**Records to process**.
Content starts

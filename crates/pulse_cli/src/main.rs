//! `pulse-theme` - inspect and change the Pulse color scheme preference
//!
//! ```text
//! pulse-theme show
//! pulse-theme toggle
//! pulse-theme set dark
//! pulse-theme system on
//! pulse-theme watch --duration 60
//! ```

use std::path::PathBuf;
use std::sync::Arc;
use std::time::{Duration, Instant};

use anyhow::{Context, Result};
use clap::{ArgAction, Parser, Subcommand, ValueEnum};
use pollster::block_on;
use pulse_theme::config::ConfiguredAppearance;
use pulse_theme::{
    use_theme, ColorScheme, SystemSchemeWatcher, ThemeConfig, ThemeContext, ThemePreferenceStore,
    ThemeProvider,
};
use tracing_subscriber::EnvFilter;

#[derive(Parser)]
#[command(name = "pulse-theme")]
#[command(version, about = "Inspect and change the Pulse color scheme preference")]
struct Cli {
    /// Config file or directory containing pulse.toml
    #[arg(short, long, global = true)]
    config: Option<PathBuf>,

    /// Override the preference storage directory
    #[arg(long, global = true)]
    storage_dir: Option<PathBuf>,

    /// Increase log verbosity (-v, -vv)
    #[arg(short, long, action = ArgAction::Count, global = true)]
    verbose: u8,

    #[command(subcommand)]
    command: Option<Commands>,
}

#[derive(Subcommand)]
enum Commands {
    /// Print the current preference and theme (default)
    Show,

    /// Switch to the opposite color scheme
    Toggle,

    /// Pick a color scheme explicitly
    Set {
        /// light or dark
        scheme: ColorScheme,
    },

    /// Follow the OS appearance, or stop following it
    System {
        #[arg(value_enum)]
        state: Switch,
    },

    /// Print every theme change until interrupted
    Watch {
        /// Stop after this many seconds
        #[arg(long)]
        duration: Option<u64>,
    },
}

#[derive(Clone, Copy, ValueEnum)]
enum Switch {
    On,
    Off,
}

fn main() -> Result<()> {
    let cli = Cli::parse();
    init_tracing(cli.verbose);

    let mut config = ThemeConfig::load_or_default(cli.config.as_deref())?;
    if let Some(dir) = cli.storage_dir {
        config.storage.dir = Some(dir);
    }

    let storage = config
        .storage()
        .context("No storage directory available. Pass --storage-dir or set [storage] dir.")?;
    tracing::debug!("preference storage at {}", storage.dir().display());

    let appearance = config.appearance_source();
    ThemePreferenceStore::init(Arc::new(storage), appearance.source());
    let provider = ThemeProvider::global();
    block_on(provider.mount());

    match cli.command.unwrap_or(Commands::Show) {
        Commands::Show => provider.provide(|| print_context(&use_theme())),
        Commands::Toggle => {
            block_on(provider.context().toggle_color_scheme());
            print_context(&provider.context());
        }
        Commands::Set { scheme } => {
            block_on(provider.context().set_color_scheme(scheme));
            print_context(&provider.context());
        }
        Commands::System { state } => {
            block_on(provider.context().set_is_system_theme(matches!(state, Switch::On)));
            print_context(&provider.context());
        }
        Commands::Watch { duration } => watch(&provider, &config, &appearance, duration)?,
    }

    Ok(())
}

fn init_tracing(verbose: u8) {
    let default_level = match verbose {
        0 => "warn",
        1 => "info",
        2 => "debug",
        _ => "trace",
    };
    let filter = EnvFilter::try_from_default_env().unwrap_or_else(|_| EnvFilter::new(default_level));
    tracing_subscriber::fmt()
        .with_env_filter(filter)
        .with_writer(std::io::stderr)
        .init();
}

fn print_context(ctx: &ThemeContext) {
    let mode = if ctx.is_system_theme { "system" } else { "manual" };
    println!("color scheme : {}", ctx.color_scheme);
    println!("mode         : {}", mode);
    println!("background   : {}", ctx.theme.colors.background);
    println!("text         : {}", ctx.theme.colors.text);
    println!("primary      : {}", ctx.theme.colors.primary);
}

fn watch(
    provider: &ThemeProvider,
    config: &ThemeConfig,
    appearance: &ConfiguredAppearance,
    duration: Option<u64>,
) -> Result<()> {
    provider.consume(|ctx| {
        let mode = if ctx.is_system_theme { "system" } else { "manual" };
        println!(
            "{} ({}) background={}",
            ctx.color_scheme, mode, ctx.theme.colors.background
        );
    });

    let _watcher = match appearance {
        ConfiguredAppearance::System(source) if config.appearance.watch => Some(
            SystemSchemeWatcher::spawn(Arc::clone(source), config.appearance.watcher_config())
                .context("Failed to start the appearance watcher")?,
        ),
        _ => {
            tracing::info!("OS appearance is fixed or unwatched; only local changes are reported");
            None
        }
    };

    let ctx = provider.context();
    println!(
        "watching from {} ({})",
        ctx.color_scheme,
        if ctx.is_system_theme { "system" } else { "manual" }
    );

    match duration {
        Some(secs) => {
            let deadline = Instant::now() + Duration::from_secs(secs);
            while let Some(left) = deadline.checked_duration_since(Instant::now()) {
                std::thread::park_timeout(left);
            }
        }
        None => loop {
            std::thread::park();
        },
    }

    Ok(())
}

Content ends

**Exercise aim**. Transcribe, exactly and completely, all of the entries.

**Task answer**.
filename crates/pulse_cli/src/main.rs
//! `pulse-theme` - inspect and change the Pulse color scheme preference
//!
//! ```text
//! pulse-theme show
//! pulse-theme toggle
//! pulse-theme set dark
//! pulse-theme system on
//! pulse-theme watch --duration 60
//! ```

use std::path::PathBuf;
use std::sync::Arc;
use std::time::{Duration, Instant};

use anyhow::{Context, Result};
use clap::{ArgAction, Parser, Subcommand, ValueEnum};
use pollster::block_on;
use pulse_theme::config::ConfiguredAppearance;
use pulse_theme::{
    use_theme, ColorScheme, SystemSchemeWatcher, ThemeConfig, ThemeContext, ThemePreferenceStore,
    ThemeProvider,
};
use tracing_subscriber::EnvFilter;

#[derive(Parser)]
#[command(name = "pulse-theme")]
#[command(version, about = "Inspect and change the Pulse color scheme preference")]
struct Cli {
    /// Config file or directory containing pulse.toml
    #[arg(short, long, global = true)]
    config: Option<PathBuf>,

    /// Override the preference storage directory
    #[arg(long, global = true)]
    storage_dir: Option<PathBuf>,

    /// Increase log verbosity (-v, -vv)
    #[arg(short, long, action = ArgAction::Count, global = true)]
    verbose: u8,

    #[command(subcommand)]
    command: Option<Commands>,
}

#[derive(Subcommand)]
enum Commands {
    /// Print the current preference and theme (default)
    Show,

    /// Switch to the opposite color scheme
    Toggle,

    /// Pick a color scheme explicitly
    Set {
        /// light or dark
        scheme: ColorScheme,
    },

    /// Follow the OS appearance, or stop following it
    System {
        #[arg(value_enum)]
        state: Switch,
    },

    /// Print every theme change until interrupted
    Watch {
        /// Stop after this many seconds
        #[arg(long)]
        duration: Option<u64>,
    },
}

#[derive(Clone, Copy, ValueEnum)]
enum Switch {
    On,
    Off,
}

fn main() -> Result<()> {
    let cli = Cli::parse();
    init_tracing(cli.verbose);

    let mut config = ThemeConfig::load_or_default(cli.config.as_deref())?;
    if let Some(dir) = cli.storage_dir {
        config.storage.dir = Some(dir);
    }

    let storage = config
        .storage()
        .context("No storage directory available. Pass --storage-dir or set [storage] dir.")?;
    tracing::debug!("preference storage at {}", storage.dir().display());

    let appearance = config.appearance_source();
    ThemePreferenceStore::init(Arc::new(storage), appearance.source());
    let provider = ThemeProvider::global();
    block_on(provider.mount());

    match cli.command.unwrap_or(Commands::Show) {
        Commands::Show => provider.provide(|| print_context(&use_theme())),
        Commands::Toggle => {
            block_on(provider.context().toggle_color_scheme());
            print_context(&provider.context());
        }
        Commands::Set { scheme } => {
            block_on(provider.context().set_color_scheme(scheme));
            print_context(&provider.context());
        }
        Commands::System { state } => {
            block_on(provider.context().set_is_system_theme(matches!(state, Switch::On)));
            print_context(&provider.context());
        }
        Commands::Watch { duration } => watch(&provider, &config, &appearance, duration)?,
    }

    Ok(())
}

fn init_tracing(verbose: u8) {
    let default_level = match verbose {
        0 => "warn",
        1 => "info",
        2 => "debug",
        _ => "trace",
    };
    let filter = EnvFilter::try_from_default_env().unwrap_or_else(|_| EnvFilter::new(default_level));
    tracing_subscriber::fmt()
        .with_env_filter(filter)
        .with_writer(std::io::stderr)
        .init();
}

fn print_context(ctx: &ThemeContext) {
    let mode = if ctx.is_system_theme { "system" } else { "manual" };
    println!("color scheme : {}", ctx.color_scheme);
    println!("mode         : {}", mode);
    println!("background   : {}", ctx.theme.colors.background);
    println!("text         : {}", ctx.theme.colors.text);
    println!("primary      : {}", ctx.theme.colors.primary);
}

fn watch(
    provider: &ThemeProvider,
    config: &ThemeConfig,
    appearance: &ConfiguredAppearance,
    duration: Option<u64>,
) -> Result<()> {
    provider.consume(|ctx| {
        let mode = if ctx.is_system_theme { "system" } else { "manual" };
        println!(
            "{} ({}) background={}",
            ctx.color_scheme, mode, ctx.theme.colors.background
        );
    });

    let _watcher = match appearance {
        ConfiguredAppearance::System(source) if config.appearance.watch => Some(
            SystemSchemeWatcher::spawn(Arc::clone(source), config.appearance.watcher_config())
                .context("Failed to start the appearance watcher")?,
        ),
        _ => {
            tracing::info!("OS appearance is fixed or unwatched; only local changes are reported");
            None
        }
    };

    let ctx = provider.context();
    println!(
        "watching from {} ({})",
        ctx.color_scheme,
        if ctx.is_system_theme { "system" } else { "manual" }
    );

    match duration {
        Some(secs) => {
            let deadline = Instant::now() + Duration::from_secs(secs);
            while let Some(left) = deadline.checked_duration_since(Instant::now()) {
                std::thread::park_timeout(left);
            }
        }
        None => loop {
            std::thread::park();
        },
    }

    Ok(())
}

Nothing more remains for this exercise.